◆ PROBLEM STATEMENT: Give only the number of lines in these records that contain the word "chrono".
————————
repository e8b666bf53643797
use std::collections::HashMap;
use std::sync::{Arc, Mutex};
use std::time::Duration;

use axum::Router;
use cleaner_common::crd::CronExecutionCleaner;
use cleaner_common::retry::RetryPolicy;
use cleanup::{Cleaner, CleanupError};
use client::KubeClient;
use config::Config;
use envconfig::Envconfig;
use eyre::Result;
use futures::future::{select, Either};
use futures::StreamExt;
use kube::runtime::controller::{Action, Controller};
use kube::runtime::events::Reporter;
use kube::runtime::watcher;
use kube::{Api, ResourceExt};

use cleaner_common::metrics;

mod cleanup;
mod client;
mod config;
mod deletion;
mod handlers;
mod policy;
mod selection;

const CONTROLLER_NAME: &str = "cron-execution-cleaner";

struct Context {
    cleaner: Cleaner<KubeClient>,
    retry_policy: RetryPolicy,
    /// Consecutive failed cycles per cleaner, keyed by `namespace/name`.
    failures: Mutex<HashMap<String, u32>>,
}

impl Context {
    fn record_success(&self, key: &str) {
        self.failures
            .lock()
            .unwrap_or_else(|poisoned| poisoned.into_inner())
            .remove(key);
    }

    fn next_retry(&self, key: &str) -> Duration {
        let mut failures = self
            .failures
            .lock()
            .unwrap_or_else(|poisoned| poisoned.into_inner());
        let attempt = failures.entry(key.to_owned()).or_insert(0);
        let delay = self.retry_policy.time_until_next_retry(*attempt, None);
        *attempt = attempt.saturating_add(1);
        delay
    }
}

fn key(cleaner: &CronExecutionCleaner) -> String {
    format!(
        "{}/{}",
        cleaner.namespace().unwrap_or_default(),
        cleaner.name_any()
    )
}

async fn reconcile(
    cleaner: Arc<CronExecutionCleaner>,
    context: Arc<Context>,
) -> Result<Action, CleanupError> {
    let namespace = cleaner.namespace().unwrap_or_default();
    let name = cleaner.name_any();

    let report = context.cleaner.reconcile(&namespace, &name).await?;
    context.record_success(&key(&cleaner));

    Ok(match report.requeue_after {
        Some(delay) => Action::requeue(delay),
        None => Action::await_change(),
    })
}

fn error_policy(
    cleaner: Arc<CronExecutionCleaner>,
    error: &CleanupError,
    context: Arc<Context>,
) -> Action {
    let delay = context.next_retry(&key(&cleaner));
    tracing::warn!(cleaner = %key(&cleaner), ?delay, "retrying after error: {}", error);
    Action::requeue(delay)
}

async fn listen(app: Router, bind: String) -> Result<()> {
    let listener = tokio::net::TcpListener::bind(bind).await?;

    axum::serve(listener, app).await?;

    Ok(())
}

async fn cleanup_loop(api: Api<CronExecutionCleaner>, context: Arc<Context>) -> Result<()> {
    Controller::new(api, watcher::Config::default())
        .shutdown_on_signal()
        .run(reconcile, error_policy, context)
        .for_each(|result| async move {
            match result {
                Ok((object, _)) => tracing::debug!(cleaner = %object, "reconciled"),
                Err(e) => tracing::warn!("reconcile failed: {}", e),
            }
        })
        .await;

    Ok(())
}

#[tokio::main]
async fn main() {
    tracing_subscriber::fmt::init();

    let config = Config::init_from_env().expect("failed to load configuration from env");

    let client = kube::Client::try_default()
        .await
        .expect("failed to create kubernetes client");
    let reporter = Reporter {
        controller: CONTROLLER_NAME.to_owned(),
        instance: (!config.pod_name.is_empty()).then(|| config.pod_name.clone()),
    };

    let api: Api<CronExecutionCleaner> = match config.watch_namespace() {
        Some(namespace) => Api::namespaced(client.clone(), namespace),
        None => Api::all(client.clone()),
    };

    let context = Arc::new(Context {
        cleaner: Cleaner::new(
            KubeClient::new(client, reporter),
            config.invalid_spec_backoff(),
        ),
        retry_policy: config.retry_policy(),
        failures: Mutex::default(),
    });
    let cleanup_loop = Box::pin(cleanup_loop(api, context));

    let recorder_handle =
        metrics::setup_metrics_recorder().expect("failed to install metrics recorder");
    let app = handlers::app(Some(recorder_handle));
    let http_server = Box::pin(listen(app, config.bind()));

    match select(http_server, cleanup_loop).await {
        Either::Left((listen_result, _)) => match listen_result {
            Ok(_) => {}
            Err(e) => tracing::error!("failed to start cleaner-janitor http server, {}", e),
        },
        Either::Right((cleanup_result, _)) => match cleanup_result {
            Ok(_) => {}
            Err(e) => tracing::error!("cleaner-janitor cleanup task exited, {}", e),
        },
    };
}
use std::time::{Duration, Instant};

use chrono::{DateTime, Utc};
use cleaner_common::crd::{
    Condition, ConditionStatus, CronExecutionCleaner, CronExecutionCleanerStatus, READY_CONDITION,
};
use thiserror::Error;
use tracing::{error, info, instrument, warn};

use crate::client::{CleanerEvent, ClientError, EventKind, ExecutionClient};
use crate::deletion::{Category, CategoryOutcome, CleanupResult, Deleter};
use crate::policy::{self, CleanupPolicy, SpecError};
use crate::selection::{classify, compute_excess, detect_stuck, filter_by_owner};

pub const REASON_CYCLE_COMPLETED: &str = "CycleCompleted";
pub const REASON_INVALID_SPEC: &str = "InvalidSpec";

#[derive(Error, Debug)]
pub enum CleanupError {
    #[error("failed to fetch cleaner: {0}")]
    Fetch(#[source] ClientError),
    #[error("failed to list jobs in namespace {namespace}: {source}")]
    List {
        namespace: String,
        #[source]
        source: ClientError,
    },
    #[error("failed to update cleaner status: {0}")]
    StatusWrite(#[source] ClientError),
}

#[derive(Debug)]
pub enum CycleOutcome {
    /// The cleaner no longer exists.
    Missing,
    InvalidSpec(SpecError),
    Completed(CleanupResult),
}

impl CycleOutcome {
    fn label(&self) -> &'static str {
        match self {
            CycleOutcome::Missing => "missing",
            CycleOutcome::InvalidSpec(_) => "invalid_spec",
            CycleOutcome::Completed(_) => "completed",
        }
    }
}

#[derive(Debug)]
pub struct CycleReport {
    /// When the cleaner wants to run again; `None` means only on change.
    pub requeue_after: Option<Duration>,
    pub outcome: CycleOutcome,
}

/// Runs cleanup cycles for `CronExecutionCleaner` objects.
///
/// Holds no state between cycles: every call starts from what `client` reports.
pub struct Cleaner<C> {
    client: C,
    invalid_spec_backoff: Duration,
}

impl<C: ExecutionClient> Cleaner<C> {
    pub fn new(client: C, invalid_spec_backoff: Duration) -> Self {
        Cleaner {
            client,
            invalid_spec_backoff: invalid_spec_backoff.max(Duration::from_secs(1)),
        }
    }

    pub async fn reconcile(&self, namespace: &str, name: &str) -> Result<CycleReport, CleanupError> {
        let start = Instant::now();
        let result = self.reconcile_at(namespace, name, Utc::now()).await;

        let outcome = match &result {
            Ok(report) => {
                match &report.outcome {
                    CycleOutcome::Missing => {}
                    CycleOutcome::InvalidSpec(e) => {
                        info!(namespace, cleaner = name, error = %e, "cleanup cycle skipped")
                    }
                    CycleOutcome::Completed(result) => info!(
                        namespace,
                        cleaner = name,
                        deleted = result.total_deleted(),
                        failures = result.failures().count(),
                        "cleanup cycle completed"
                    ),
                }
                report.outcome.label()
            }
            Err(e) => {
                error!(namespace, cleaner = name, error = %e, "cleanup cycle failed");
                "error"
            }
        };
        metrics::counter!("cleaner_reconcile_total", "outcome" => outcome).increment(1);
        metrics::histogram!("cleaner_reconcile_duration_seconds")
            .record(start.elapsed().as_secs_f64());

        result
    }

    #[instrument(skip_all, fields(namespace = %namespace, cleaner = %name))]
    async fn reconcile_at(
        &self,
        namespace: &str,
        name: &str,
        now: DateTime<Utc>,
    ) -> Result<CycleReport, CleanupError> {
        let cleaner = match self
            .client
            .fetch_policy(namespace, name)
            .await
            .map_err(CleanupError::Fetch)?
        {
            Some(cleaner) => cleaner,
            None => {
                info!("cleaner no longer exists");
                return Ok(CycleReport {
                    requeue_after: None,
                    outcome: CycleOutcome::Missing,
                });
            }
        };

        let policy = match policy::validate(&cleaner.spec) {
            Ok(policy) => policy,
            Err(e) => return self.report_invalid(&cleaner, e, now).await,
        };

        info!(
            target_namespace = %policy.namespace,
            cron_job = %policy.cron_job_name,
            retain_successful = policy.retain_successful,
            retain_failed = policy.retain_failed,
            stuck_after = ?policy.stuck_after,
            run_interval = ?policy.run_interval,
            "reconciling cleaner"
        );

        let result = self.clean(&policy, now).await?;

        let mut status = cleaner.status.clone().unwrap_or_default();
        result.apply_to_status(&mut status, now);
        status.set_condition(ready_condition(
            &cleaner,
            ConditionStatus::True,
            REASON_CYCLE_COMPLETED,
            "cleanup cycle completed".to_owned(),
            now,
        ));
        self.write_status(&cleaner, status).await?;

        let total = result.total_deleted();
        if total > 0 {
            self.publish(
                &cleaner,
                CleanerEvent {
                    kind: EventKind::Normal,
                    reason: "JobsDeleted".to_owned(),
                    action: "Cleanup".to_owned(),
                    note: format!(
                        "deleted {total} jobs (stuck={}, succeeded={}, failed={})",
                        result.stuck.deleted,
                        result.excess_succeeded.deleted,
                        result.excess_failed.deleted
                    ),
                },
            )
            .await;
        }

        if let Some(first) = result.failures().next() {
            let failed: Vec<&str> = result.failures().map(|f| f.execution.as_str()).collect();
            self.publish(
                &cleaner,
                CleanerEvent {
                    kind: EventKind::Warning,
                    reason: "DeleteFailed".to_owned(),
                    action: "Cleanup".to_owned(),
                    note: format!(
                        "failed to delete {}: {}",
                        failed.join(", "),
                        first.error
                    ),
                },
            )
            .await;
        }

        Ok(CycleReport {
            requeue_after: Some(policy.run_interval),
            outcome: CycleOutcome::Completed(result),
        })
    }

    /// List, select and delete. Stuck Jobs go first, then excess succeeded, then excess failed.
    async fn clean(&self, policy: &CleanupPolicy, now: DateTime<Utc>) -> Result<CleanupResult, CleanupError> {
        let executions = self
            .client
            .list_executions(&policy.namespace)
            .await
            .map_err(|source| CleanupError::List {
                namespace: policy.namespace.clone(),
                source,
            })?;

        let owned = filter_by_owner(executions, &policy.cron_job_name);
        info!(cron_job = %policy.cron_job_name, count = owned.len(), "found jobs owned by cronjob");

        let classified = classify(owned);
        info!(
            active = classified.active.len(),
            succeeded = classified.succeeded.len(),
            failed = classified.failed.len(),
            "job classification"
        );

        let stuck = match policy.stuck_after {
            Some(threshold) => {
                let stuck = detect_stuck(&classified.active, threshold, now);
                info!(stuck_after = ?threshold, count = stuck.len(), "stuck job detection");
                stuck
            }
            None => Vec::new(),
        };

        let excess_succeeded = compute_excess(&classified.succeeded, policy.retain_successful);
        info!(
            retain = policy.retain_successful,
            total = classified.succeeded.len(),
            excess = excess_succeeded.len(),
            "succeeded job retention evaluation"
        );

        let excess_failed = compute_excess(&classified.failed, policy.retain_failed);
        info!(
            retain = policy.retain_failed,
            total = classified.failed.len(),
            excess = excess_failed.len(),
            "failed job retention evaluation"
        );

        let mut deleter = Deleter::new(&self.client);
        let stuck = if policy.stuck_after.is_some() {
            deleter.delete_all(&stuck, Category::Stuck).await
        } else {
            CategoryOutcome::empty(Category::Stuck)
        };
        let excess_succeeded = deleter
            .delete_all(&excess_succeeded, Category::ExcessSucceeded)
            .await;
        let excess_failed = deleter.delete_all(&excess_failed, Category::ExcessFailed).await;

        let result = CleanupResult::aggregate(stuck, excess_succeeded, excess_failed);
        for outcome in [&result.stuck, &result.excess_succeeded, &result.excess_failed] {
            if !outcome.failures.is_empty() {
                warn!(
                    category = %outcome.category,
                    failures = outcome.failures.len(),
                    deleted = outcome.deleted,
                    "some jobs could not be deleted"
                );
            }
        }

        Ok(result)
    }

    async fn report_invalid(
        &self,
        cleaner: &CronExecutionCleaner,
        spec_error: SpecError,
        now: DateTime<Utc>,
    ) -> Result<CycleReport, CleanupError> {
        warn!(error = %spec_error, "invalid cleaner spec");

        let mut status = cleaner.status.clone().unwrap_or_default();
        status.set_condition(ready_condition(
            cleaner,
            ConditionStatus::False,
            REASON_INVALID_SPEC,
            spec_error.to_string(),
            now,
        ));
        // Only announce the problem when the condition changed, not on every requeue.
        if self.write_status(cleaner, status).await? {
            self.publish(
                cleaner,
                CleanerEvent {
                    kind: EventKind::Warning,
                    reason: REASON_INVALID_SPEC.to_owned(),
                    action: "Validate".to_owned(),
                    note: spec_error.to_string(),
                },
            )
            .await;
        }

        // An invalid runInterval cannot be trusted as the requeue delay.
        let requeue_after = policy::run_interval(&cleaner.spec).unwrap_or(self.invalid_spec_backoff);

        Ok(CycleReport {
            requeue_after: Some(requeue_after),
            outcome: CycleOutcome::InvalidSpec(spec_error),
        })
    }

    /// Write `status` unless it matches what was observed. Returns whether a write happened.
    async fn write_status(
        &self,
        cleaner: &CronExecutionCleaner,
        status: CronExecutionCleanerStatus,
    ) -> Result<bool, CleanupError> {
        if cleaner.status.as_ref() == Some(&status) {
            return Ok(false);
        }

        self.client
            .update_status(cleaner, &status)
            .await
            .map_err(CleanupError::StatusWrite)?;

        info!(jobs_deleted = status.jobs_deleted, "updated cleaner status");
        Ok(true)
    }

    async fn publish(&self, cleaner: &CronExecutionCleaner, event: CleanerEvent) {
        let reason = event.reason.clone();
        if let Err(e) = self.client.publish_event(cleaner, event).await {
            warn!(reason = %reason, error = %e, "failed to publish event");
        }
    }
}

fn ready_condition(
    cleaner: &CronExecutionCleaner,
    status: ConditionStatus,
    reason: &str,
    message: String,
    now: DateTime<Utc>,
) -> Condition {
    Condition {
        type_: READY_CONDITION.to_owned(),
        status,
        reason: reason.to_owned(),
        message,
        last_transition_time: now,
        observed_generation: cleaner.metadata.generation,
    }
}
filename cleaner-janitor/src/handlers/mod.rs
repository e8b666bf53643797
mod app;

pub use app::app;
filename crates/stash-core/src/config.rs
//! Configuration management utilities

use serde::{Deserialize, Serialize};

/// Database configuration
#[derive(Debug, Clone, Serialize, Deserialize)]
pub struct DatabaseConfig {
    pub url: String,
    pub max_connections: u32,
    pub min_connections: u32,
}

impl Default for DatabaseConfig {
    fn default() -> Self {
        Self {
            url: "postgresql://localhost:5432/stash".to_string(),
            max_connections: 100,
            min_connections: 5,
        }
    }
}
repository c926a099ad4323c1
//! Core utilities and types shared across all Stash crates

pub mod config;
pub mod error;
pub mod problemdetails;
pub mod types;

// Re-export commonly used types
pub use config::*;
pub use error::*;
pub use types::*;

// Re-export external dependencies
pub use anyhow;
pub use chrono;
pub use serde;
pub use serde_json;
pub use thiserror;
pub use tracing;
————————
◆ SOLUTION BELOW: 2